Сразу по выходе из больницы, 2 января, Бродский узнал о связи Марины с бывшим другом и устремился в Ленинград для объяснений. Через несколько дней он попытался перерезать себе вены (запись об этом в дневнике Чуковской сделана 9 января). Друзья и знакомые воспринимали преследование Бродского и надвигающуюся расправу как ужасное событие общественно-политического значения, но для Бродского в тот момент трагедией была потеря женщины, которую он считал женой, а все остальное – лишь абсурдными обстоятельствами, усугубляющими эту трагедию. Именно под знаком любовной коллизии, а не борьбы с режимом прошел для него 1964-й и следующий годы. И в психиатрической больнице, и в последующие несколько недель до ареста, когда он метался между Москвой, Ленинградом и Тарусой, спасаясь от ленинградских ищеек, он продолжал работать над лирическим циклом «Песни счастливой зимы». Название не было ироническим – цикл проникнут воспоминаниями о счастливом периоде любви, зиме 1962/63 года. Даже стихи, датированные январем 1964 года, биографический подтекст которых страшен, отличаются отрешенным элегическим тоном:
В тех реальных обстоятельствах, в которых они создавались, «Песни счастливой зимы» принципиально, даже воинственно, аполитичны. В тот момент допустить в стихи жалобу на удары судьбы или протест означало бы для Бродского уступку обстоятельствам, позволение экзистенциальному абсурду войти в святая святых. Позднее он будет непосредственно справляться в своей поэзии с любым жизненным опытом, но в тот момент это было вопросом выбора: размышлять в стихах о любви и природе, или о паспортных столах, лернерах и правлениях союзов писателей.

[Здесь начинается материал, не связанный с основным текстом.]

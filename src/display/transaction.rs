//! Transaction display formatting
//!
//! Register and detail views. Payees are shown through label aliases and
//! accounts through the configured account aliases.

use crate::config::Settings;
use crate::engine::Engine;
use crate::models::{AssignmentSource, Transaction};

use super::truncate;

/// Format a single transaction for display (register row)
pub fn format_transaction_row(engine: &Engine, settings: &Settings, txn: &Transaction) -> String {
    let labels: Vec<String> = engine
        .labels_for(&txn.id)
        .into_iter()
        .map(|l| l.name.clone())
        .collect();
    let split_indicator = match engine.splits_for(&txn.id).len() {
        0 => String::new(),
        n => format!(" [{}]", n),
    };

    let payee = engine.display_payee(txn);
    let payee = if payee.is_empty() {
        "(no payee)".to_string()
    } else {
        payee
    };

    format!(
        "{:<12} {:10} {:<12} {:<24} {:>12}  {}{}",
        truncate(txn.id.as_str(), 12),
        txn.date.format(&settings.date_format),
        truncate(&settings.account_display(txn.account_id.as_str()), 12),
        truncate(&payee, 24),
        txn.amount.format_with_symbol(&settings.currency_symbol),
        labels.join(", "),
        split_indicator
    )
}

/// Format a list of transactions as a register
pub fn format_transaction_register(
    engine: &Engine,
    settings: &Settings,
    transactions: &[&Transaction],
) -> String {
    if transactions.is_empty() {
        return "No transactions found.\n".to_string();
    }

    let mut output = String::new();
    output.push_str(&format!(
        "{:<12} {:10} {:<12} {:<24} {:>12}  {}\n",
        "ID", "Date", "Account", "Payee", "Amount", "Labels"
    ));
    output.push_str(&"-".repeat(90));
    output.push('\n');

    for txn in transactions {
        output.push_str(&format_transaction_row(engine, settings, txn));
        output.push('\n');
    }

    output
}

/// Format transaction details with assignments and splits
pub fn format_transaction_details(
    engine: &Engine,
    settings: &Settings,
    txn: &Transaction,
) -> String {
    let mut output = String::new();

    output.push_str(&format!("Transaction: {}\n", txn.id));
    output.push_str(&format!(
        "Account:     {}\n",
        settings.account_display(txn.account_id.as_str())
    ));
    output.push_str(&format!("Date:        {}\n", txn.date.format(&settings.date_format)));
    output.push_str(&format!(
        "Amount:      {}\n",
        txn.amount.format_with_symbol(&settings.currency_symbol)
    ));
    output.push_str(&format!("Type:        {}\n", txn.tx_type));

    if !txn.payee.is_empty() {
        output.push_str(&format!("Payee:       {}\n", txn.payee));
    }
    if !txn.memo.is_empty() {
        output.push_str(&format!("Memo:        {}\n", txn.memo));
    }

    let assignments = engine.assignments_for(&txn.id);
    if assignments.is_empty() {
        output.push_str("Labels:      (none)\n");
    } else {
        output.push_str("Labels:\n");
        for assignment in &assignments {
            let name = engine
                .label(assignment.label_id)
                .map(|l| l.name.as_str())
                .unwrap_or("?");
            let source = match assignment.source {
                AssignmentSource::Automatic => "rule",
                AssignmentSource::Manual => "manual",
            };
            output.push_str(&format!("  {} ({})\n", name, source));
        }
    }

    let splits = engine.splits_for(&txn.id);
    if !splits.is_empty() {
        output.push_str("\nSplits:\n");
        for split in &splits {
            let name = engine
                .label(split.label_id)
                .map(|l| l.name.as_str())
                .unwrap_or("?");
            let memo_part = if split.memo.is_empty() {
                String::new()
            } else {
                format!(" - {}", split.memo)
            };
            output.push_str(&format!(
                "  {} {} to {}{}\n",
                split.id,
                split.amount.format_with_symbol(&settings.currency_symbol),
                name,
                memo_part
            ));
        }
        if let Ok(remainder) = engine.remainder(&txn.id) {
            output.push_str(&format!(
                "  Unallocated: {}\n",
                remainder.format_with_symbol(&settings.currency_symbol)
            ));
        }
    }

    output
}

Исключение составляет только стихотворение «Письма к стене». Автор не считал его достойным включения в сборники. Скорее всего, он счел изображение самого себя как беззащитного «малыша», боящегося смерти («Только жить, только жить и на все наплевать...»), и этической ошибкой, и поэтической банальностью. Но в «Письмах к стене» возникают мотивы тюрьмы, больницы, самоубийства, то есть обстоятельства его жизни в первые недели 1964 года. Остальные стихи этого периода, включая и риторически пышную «Прощальную оду» (СНВВС), никак не говорят о том, что автор писал их, будучи объектом преследования, травли, сознавая свою обреченность. В свете того, что мы знаем об условиях, в которых Бродский заканчивал «Песни счастливой зимы», окрашенная легкой иронией элегичность любовных стихотворений, медитативность стихов о природе, общий спокойный тон, характерный скорее для английского сквайра или русского помещика девятнадцатого века, чем для бегающего от милиции советского изгоя, – все это получает объяснение как сознательно выбранная нравственная позиция, борьба за внутреннюю независимость. Бродский рассказывал мне, как 18 января 1964 года работал за письменным столом, пользуясь вечером тишины – родители ушли куда-то. Вдруг ввалились милиционеры и стали грозить, что, если он в три дня не устроится на работу, ему будет худо. «Я что-то им отвечал, но все время маячила мысль, что надо кончить стихотворение». Стихотворение, законченное после ухода милиционеров, было о садовнике, который раскрывает ножницы в кроне дерева, как птица клюв – «Садовник в ватнике, как дрозд...» (ОВП).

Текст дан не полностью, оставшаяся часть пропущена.